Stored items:
━━━━━━

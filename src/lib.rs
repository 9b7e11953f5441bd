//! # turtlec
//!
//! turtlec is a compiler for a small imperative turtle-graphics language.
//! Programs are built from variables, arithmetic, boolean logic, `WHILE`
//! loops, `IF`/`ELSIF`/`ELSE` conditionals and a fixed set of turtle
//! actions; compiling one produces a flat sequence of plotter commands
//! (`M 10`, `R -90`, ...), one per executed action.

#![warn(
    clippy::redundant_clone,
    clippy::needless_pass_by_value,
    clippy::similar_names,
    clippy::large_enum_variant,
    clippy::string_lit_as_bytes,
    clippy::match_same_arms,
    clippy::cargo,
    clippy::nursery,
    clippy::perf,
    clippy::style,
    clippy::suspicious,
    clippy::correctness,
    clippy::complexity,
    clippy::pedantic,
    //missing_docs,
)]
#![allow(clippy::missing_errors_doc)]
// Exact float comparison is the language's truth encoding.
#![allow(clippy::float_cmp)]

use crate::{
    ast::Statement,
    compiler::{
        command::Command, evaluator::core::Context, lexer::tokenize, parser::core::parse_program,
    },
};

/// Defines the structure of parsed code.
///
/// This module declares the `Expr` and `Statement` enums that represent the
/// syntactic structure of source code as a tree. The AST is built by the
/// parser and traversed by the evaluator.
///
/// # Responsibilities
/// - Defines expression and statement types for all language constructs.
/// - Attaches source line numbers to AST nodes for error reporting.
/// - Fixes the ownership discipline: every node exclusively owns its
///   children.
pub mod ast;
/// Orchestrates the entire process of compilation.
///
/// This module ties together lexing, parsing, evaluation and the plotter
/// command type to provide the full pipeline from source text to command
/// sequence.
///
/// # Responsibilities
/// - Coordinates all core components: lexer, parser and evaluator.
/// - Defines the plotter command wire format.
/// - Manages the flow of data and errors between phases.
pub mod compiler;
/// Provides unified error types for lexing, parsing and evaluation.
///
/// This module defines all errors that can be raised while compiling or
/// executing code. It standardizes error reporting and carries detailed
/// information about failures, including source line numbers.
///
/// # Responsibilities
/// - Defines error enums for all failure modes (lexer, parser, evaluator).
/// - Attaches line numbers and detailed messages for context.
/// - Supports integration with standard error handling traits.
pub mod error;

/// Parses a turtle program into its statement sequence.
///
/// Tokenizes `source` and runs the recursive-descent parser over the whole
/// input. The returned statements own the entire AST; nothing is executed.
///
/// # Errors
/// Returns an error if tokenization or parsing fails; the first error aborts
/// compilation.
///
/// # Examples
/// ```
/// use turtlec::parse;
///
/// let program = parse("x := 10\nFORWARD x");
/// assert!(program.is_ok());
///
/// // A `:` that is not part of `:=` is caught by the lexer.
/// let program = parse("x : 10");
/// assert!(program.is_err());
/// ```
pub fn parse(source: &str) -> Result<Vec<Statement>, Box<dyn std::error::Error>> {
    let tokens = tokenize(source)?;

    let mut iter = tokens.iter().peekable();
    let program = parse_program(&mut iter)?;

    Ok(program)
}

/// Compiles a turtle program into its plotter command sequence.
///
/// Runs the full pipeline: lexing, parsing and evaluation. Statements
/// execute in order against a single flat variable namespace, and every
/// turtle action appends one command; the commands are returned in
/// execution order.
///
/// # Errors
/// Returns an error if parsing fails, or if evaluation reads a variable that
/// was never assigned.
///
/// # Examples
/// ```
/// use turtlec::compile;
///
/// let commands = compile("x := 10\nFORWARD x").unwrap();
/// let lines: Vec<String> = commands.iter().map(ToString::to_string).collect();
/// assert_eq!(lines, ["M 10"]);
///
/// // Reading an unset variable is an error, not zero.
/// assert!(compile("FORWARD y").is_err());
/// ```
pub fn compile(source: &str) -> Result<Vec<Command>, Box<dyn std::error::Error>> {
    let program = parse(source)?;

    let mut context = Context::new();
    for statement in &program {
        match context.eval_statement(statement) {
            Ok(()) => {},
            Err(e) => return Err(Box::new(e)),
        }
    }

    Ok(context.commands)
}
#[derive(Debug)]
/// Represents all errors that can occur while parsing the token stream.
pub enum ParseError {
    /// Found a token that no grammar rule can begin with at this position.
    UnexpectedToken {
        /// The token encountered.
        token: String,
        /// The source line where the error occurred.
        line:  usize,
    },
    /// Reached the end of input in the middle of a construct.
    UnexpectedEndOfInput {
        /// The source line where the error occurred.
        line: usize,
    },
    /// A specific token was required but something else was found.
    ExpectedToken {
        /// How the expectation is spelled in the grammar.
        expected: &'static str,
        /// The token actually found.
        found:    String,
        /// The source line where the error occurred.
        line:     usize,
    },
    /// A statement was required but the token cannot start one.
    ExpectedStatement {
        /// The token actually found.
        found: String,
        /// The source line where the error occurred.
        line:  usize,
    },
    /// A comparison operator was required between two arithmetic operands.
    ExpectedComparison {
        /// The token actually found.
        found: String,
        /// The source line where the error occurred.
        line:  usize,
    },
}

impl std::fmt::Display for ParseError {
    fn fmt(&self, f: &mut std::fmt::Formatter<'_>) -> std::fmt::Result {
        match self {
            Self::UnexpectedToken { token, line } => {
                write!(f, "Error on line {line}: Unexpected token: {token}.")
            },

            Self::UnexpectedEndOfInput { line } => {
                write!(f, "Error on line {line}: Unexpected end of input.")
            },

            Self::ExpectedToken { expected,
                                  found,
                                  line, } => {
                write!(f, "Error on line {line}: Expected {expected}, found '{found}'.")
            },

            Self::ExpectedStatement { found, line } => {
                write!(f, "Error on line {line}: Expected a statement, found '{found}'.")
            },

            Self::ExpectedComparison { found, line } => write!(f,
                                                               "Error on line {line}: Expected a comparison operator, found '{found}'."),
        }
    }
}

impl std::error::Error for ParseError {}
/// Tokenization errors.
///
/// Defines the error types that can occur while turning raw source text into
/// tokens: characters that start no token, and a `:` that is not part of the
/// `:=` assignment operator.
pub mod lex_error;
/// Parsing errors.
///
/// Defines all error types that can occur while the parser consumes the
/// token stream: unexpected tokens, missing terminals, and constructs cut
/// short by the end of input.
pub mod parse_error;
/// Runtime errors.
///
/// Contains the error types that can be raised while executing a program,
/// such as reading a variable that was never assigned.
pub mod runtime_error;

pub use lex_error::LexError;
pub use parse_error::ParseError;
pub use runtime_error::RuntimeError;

━━━━━━

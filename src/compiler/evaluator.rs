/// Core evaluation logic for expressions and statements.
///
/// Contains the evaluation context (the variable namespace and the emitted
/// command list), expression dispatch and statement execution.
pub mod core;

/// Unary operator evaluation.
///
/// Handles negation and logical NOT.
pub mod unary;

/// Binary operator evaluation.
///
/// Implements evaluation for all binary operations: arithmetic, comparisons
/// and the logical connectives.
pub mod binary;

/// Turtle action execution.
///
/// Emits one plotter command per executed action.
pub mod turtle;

━━━━━━

Task to carry out ::
Find the word "operator" in the entries above. Copy every line that has it.

Response area ::
    /// A comparison operator was required between two arithmetic operands.
                                                               "Error on line {line}: Expected a comparison operator, found '{found}'."),
/// `:=` assignment operator.
/// Unary operator evaluation.
/// Binary operator evaluation.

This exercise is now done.